Meanwhile, a doctor has substantiated his claim the ACT government racially discriminated against him.  

Discrimination damages block compo claim


A settlement for a discrimination matter effectively blocked a worker from bringing a claim for a workers compensation lump sum award based on essentially the same factual situation, the NSW Workers Compensation Commission (Presidential) has ruled.

President Keating heard that the worker's complaint to the Australian Human Rights Commission was discontinued upon execution of a deed of release in the worker’s favour. The claim had been based on a psychological injury.

At the same time the worker claimed weekly workers compensation for a psychiatric injury arising from employment. She alleged her employer had ended flexible work-from-home arrangements. There were other allegations relating to unfair discipline. 

No double recovery permitted

The president said the arbitrator who found for the worker in the compensation matter failed to make any finding in respect of whether the damages recovered by Ms M were in respect of an injury and, if so, what that injury was.

The arbitrator was required to determine if the damages recovered pursuant to the deed were damages for the same psychological injury before the arbitrator.

The arbitrator found the deed on its face did not relate to damages "in respect of an injury".

The president found the arbitrator focused on a construction of the deed rather than applying the statutory language to determine whether the amount paid to Ms M pursuant to the deed was “damages in respect of an injury”.

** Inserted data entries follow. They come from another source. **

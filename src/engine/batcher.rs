// ==========================================
// 车间排产引擎 - 交期排序与合批
// ==========================================
// 职责: 按交期升序稳定排序,再将同名工序按交期邻近窗口合批
// 输入: 抽取后的 PlanTask 列表
// 输出: 批次列表 (批次顺序 = 排产顺序)
// ==========================================
// 合批规则:
// 1) 按 due_date 升序稳定排序 (平局保持抽取顺序)
// 2) 顺序遍历,遇到未入批任务即作为批次锚点
// 3) 只从锚点之后的未入批任务中选取成员:
//    归一化工序名相同 且 |due_date - 锚点 due_date| <= window_days
// 4) 成员保持排序列表中的相对顺序
// ==========================================
// 红线: 合批不得把锚点排到更紧急的未合批任务之后
// ==========================================

use crate::engine::task_extractor::PlanTask;
use tracing::debug;

// ==========================================
// Batch - 合批批次
// ==========================================
#[derive(Debug, Clone, PartialEq)]
pub struct Batch {
    pub anchor: PlanTask,
    pub members: Vec<PlanTask>, // 紧随锚点连续排产的同名工序
}

impl Batch {
    pub fn len(&self) -> usize {
        1 + self.members.len()
    }

    /// 批内全部任务（锚点在前）
    pub fn tasks(&self) -> impl Iterator<Item = &PlanTask> {
        std::iter::once(&self.anchor).chain(self.members.iter())
    }
}

// ==========================================
// TaskBatcher - 排序与合批
// ==========================================
pub struct TaskBatcher {
    window_days: i64,
}

impl TaskBatcher {
    /// # 参数
    /// - `window_days`: 合批交期邻近窗口（天）
    pub fn new(window_days: i64) -> Self {
        Self {
            window_days: window_days.max(0),
        }
    }

    /// 按交期升序稳定排序
    pub fn sort_by_due(&self, mut tasks: Vec<PlanTask>) -> Vec<PlanTask> {
        tasks.sort_by_key(|t| t.due_date);
        tasks
    }

    /// 排序并合批
    pub fn build_batches(&self, tasks: Vec<PlanTask>) -> Vec<Batch> {
        let mut pending: Vec<Option<PlanTask>> = self.sort_by_due(tasks).into_iter().map(Some).collect();
        let mut batches = Vec::new();

        for i in 0..pending.len() {
            let anchor = match pending[i].take() {
                Some(task) => task,
                None => continue, // 已被前面的批次吸收
            };

            let mut members = Vec::new();
            for slot in pending.iter_mut().skip(i + 1) {
                let matches = slot
                    .as_ref()
                    .map(|candidate| self.is_batchable(&anchor, candidate))
                    .unwrap_or(false);
                if matches {
                    if let Some(member) = slot.take() {
                        members.push(member);
                    }
                }
            }

            if !members.is_empty() {
                debug!(
                    batch_key = %anchor.batch_key,
                    anchor_job = %anchor.process_ref.job_id,
                    member_count = members.len(),
                    "形成合批"
                );
            }

            batches.push(Batch { anchor, members });
        }

        batches
    }

    /// 判断候选任务能否并入锚点批次
    fn is_batchable(&self, anchor: &PlanTask, candidate: &PlanTask) -> bool {
        candidate.batch_key == anchor.batch_key
            && (candidate.due_date - anchor.due_date).num_days().abs() <= self.window_days
    }
}

impl Default for TaskBatcher {
    fn default() -> Self {
        Self::new(2)
    }
}
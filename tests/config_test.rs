// ==========================================
// 配置加载集成测试
// ==========================================
// 测试目标: 验证配置文件加载、默认值回填、校验失败与运行期覆写
// ==========================================

mod test_helpers;

use serde_json::json;
use shop_floor_planner::config::{config_keys, PlannerConfig};
use shop_floor_planner::domain::{PlanningSnapshot, Process};
use shop_floor_planner::{ApiError, ConfigError, ConfigManager, PlanApi, PlannerConfigReader};
use std::io::Write;
use std::sync::Arc;
use tempfile::NamedTempFile;
use test_helpers::*;

// ==========================================
// 测试辅助函数
// ==========================================

fn write_config_file(content: &str) -> NamedTempFile {
    let mut file = NamedTempFile::new().unwrap();
    file.write_all(content.as_bytes()).unwrap();
    file.flush().unwrap();
    file
}

// ==========================================
// 文件加载
// ==========================================

#[test]
fn test_load_full_config_file() {
    let file = write_config_file(
        r#"{
            "staff_count": 4,
            "daily_hours": 7.5,
            "calendar": {
                "work_start": "08:30",
                "work_end": "17:30",
                "breaks": [{"start": "12:00", "end": "12:45"}]
            },
            "batch_window_days": 3,
            "near_due_days": 2,
            "material_units_per_process": 0.5,
            "horizon_days": 5,
            "staff_names": ["Ann", "Ben", "Cid", "Dee"]
        }"#,
    );

    let manager = ConfigManager::from_json_file(file.path()).unwrap();

    assert_eq!(manager.source(), Some(file.path()));
    assert_eq!(manager.staff_count(), 4);
    assert_eq!(manager.daily_hours(), 7.5);
    assert_eq!(manager.batch_window_days(), 3);
    assert_eq!(manager.near_due_days(), 2);
    assert_eq!(manager.material_units_per_process(), 0.5);
    assert_eq!(manager.horizon_days(), 5);
    assert_eq!(manager.staff_names().len(), 4);

    let calendar = manager.calendar();
    assert_eq!(calendar.work_start, hm(8, 30));
    assert_eq!(calendar.work_end, hm(17, 30));
    assert_eq!(calendar.breaks.len(), 1);
    assert_eq!(calendar.breaks[0].start, hm(12, 0));
    assert_eq!(calendar.breaks[0].end, hm(12, 45));
}

#[test]
fn test_partial_config_falls_back_to_defaults() {
    let file = write_config_file(r#"{"staff_count": 3}"#);

    let manager = ConfigManager::from_json_file(file.path()).unwrap();

    let expected = PlannerConfig {
        staff_count: 3,
        ..PlannerConfig::default()
    };
    assert_eq!(manager.config(), &expected);
    assert_eq!(manager.calendar().breaks.len(), 1);
}

#[test]
fn test_missing_file_is_read_error() {
    let dir = tempfile::tempdir().unwrap();
    let missing = dir.path().join("planner.json");

    let result = ConfigManager::from_json_file(&missing);

    assert!(matches!(result, Err(ConfigError::FileReadError(_))));
}

#[test]
fn test_malformed_json_is_parse_error() {
    let file = write_config_file(r#"{"staff_count": "#);

    let result = ConfigManager::from_json_file(file.path());

    assert!(matches!(result, Err(ConfigError::ParseError(_))));
}

#[test]
fn test_bad_time_format_is_parse_error() {
    let file = write_config_file(r#"{"calendar": {"work_start": "nine"}}"#);

    let result = ConfigManager::from_json_file(file.path());

    assert!(matches!(result, Err(ConfigError::ParseError(_))));
}

#[test]
fn test_invalid_values_are_rejected() {
    let cases = [
        r#"{"staff_count": 0}"#,
        r#"{"daily_hours": 0}"#,
        r#"{"daily_hours": 25}"#,
        r#"{"horizon_days": 0}"#,
        r#"{"batch_window_days": -1}"#,
        r#"{"batch_window_days": 100000}"#,
        r#"{"near_due_days": -1}"#,
        r#"{"near_due_days": 1000000000}"#,
        r#"{"calendar": {"work_start": "17:00", "work_end": "09:00", "breaks": []}}"#,
    ];

    for raw in cases {
        let file = write_config_file(raw);
        let result = ConfigManager::from_json_file(file.path());
        assert!(
            matches!(result, Err(ConfigError::InvalidValue { .. })),
            "{} 应被拒绝",
            raw
        );
    }
}

// ==========================================
// 运行期覆写
// ==========================================

#[test]
fn test_update_config_revalidates() {
    let mut manager = ConfigManager::default();

    manager
        .update_config(config_keys::STAFF_COUNT, json!(5))
        .unwrap();
    assert_eq!(manager.staff_count(), 5);

    let err = manager
        .update_config(config_keys::STAFF_COUNT, json!(0))
        .unwrap_err();
    assert!(matches!(err, ConfigError::InvalidValue { .. }));
    assert_eq!(manager.staff_count(), 5);

    let err = manager.update_config("overtime", json!(true)).unwrap_err();
    assert!(matches!(err, ConfigError::UnknownKey(_)));
}

#[test]
fn test_oversized_near_due_days_is_rejected_before_planning() {
    let config = PlannerConfig {
        near_due_days: 1_000_000_000,
        ..PlannerConfig::default()
    };
    assert!(matches!(
        config.validate(),
        Err(ConfigError::InvalidValue { ref key, .. }) if key == config_keys::NEAR_DUE_DAYS
    ));

    let api = PlanApi::new(Arc::new(config));
    let snapshot = PlanningSnapshot::new(today())
        .with_job(single_process_job("J1", today(), Process::new("Cutting", 1.0, 1)));
    assert!(matches!(
        api.plan(&snapshot),
        Err(ApiError::Config(ConfigError::InvalidValue { .. }))
    ));

    let mut manager = ConfigManager::default();
    assert!(manager
        .update_config(config_keys::NEAR_DUE_DAYS, json!(1_000_000_000))
        .is_err());
    assert_eq!(manager.near_due_days(), 1);
}

#[test]
fn test_config_snapshot_round_trips() {
    let mut manager = ConfigManager::default();
    manager
        .update_config(config_keys::HORIZON_DAYS, json!(3))
        .unwrap();

    let snapshot = manager.config_snapshot().unwrap();
    let restored = ConfigManager::from_json_str(&snapshot).unwrap();

    assert_eq!(restored.config(), manager.config());
    assert!(snapshot.contains("\"13:00\""));
}

// ==========================================
// 配置进入排产
// ==========================================

#[test]
fn test_calendar_without_working_time_fails_plan() {
    let config = default_config().with_calendar(calendar_with_break(hm(8, 0), hm(18, 0)));
    let api = PlanApi::new(Arc::new(config));
    let snapshot = PlanningSnapshot::new(today())
        .with_job(single_process_job("J1", today(), Process::new("Cutting", 1.0, 1)));

    let result = api.plan(&snapshot);

    assert!(matches!(
        result,
        Err(ApiError::Config(ConfigError::EmptyCalendar(_)))
    ));
}

#[test]
fn test_plain_config_struct_drives_planning() {
    let config = default_config()
        .with_staff(1, 8.0)
        .with_calendar(calendar_without_breaks(hm(7, 0), hm(15, 0)));
    let api = PlanApi::new(Arc::new(config));
    let snapshot = PlanningSnapshot::new(today())
        .with_job(single_process_job("J1", today(), Process::new("Cutting", 5.0, 1)));

    let report = api.plan(&snapshot).unwrap();

    let row = report.find("J1", 0).unwrap();
    assert_eq!(row.start, Some(at(7, 0)));
    assert_eq!(row.end, Some(at(12, 0)));
}
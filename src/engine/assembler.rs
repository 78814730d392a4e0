// ==========================================
// 车间排产引擎 - 排产表组装
// ==========================================
// 职责: 按开始时间排序已排入记录,附加交期状态,生成排产表
// 输入: 分配器产出的 ScheduledTask 列表 (产生顺序)
// 输出: PlanReport
// ==========================================
// 交期状态判定 (顺序执行,命中即返回):
// 1) due_date < today             → OVERDUE
// 2) due_date <= today + N (N=1)  → NEAR DUE
// 3) 其他                         → OK
// ==========================================

use crate::domain::schedule::{
    CapacitySummary, PlanReport, ScheduleRow, ScheduledTask, ValidationNote,
};
use crate::domain::types::DueStatus;
use chrono::{Duration, NaiveDate};

/// 判定交期状态
///
/// 临期截止日超出日期范围时,视为所有未逾期交期都在阈值内
pub fn due_status(due_date: NaiveDate, today: NaiveDate, near_due_days: i64) -> DueStatus {
    if due_date < today {
        return DueStatus::Overdue;
    }

    let near_due_until = Duration::try_days(near_due_days).and_then(|d| today.checked_add_signed(d));
    let is_near = match near_due_until {
        Some(until) => due_date <= until,
        None => near_due_days > 0,
    };

    if is_near {
        DueStatus::NearDue
    } else {
        DueStatus::Ok
    }
}

// ==========================================
// ScheduleAssembler - 排产表组装器
// ==========================================
pub struct ScheduleAssembler {
    today: NaiveDate,
    near_due_days: i64,
    staff_names: Vec<String>,
}

impl ScheduleAssembler {
    /// # 参数
    /// - `today`: 交期判定基准日
    /// - `near_due_days`: 临期阈值（天）
    /// - `staff_names`: 通道展示名称（为空时显示 1-based 序号）
    pub fn new(today: NaiveDate, near_due_days: i64, staff_names: Vec<String>) -> Self {
        Self {
            today,
            near_due_days,
            staff_names,
        }
    }

    /// 组装排产报告
    ///
    /// 已排入记录按开始时间稳定排序（同一时刻保持产生顺序）,
    /// 未排入记录单独列出,保持产生顺序
    pub fn assemble(
        &self,
        records: Vec<ScheduledTask>,
        summary: CapacitySummary,
        validation_notes: Vec<ValidationNote>,
    ) -> PlanReport {
        let (mut scheduled, unscheduled): (Vec<_>, Vec<_>) =
            records.into_iter().partition(ScheduledTask::is_scheduled);

        scheduled.sort_by_key(|r| r.start);

        PlanReport {
            plan_date: self.today,
            rows: scheduled.iter().map(|r| self.to_row(r)).collect(),
            unscheduled: unscheduled.iter().map(|r| self.to_row(r)).collect(),
            summary,
            validation_notes,
        }
    }

    /// 记录 → 排产表行
    pub fn to_row(&self, record: &ScheduledTask) -> ScheduleRow {
        ScheduleRow {
            date: record.start.map(|s| s.date()),
            job_id: record.process_ref.job_id.clone(),
            process_index: record.process_ref.process_index,
            job: record.job_name.clone(),
            process: record.process_name.clone(),
            machine: record.machine.clone().unwrap_or_default(),
            workers: record.workers,
            hours: record.hours,
            staff: self.lane_labels(&record.lanes),
            start: record.start,
            end: record.end,
            due_date: record.due_date,
            status: record.status,
            due_status: due_status(record.due_date, self.today, self.near_due_days),
        }
    }

    /// 通道展示文本: 配置了姓名时用姓名,否则 1-based 序号
    fn lane_labels(&self, lanes: &[usize]) -> String {
        lanes
            .iter()
            .map(|&i| match self.staff_names.get(i) {
                Some(name) if !name.trim().is_empty() => name.trim().to_string(),
                _ => (i + 1).to_string(),
            })
            .collect::<Vec<_>>()
            .join(", ")
    }
}
// ==========================================
// 车间排产引擎 - 配置层
// ==========================================
// 职责: 排产配置加载、校验与读取接口
// 存储: JSON 配置文件
// ==========================================

pub mod config_manager;
pub mod config_reader;
pub mod error;
pub mod planner_config;

// 重导出核心配置类型
pub use config_manager::ConfigManager;
pub use config_reader::PlannerConfigReader;
pub use error::{ConfigError, ConfigResult};
pub use planner_config::{config_keys, BreakWindow, CalendarConfig, PlannerConfig};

It followed that the contractual intention of the parties could not be determinative of the question of whether Ms M recovered damages in respect of an injury. 

The compensation claim was rejected

Super IP Pty Limited v M [2016] NSWWCCPD 33 (28 June 2016) 


Overseas doctor discriminated against


The ACT Civil and Administrative Tribunal ruled a claim against the ACT government based on racial discrimination (direct and indirect discrimination) was substantiated.

The policy in issue was designed to prioritise grants of medical internships to local and interstate graduates over overseas trained doctors and this constituted discrimination.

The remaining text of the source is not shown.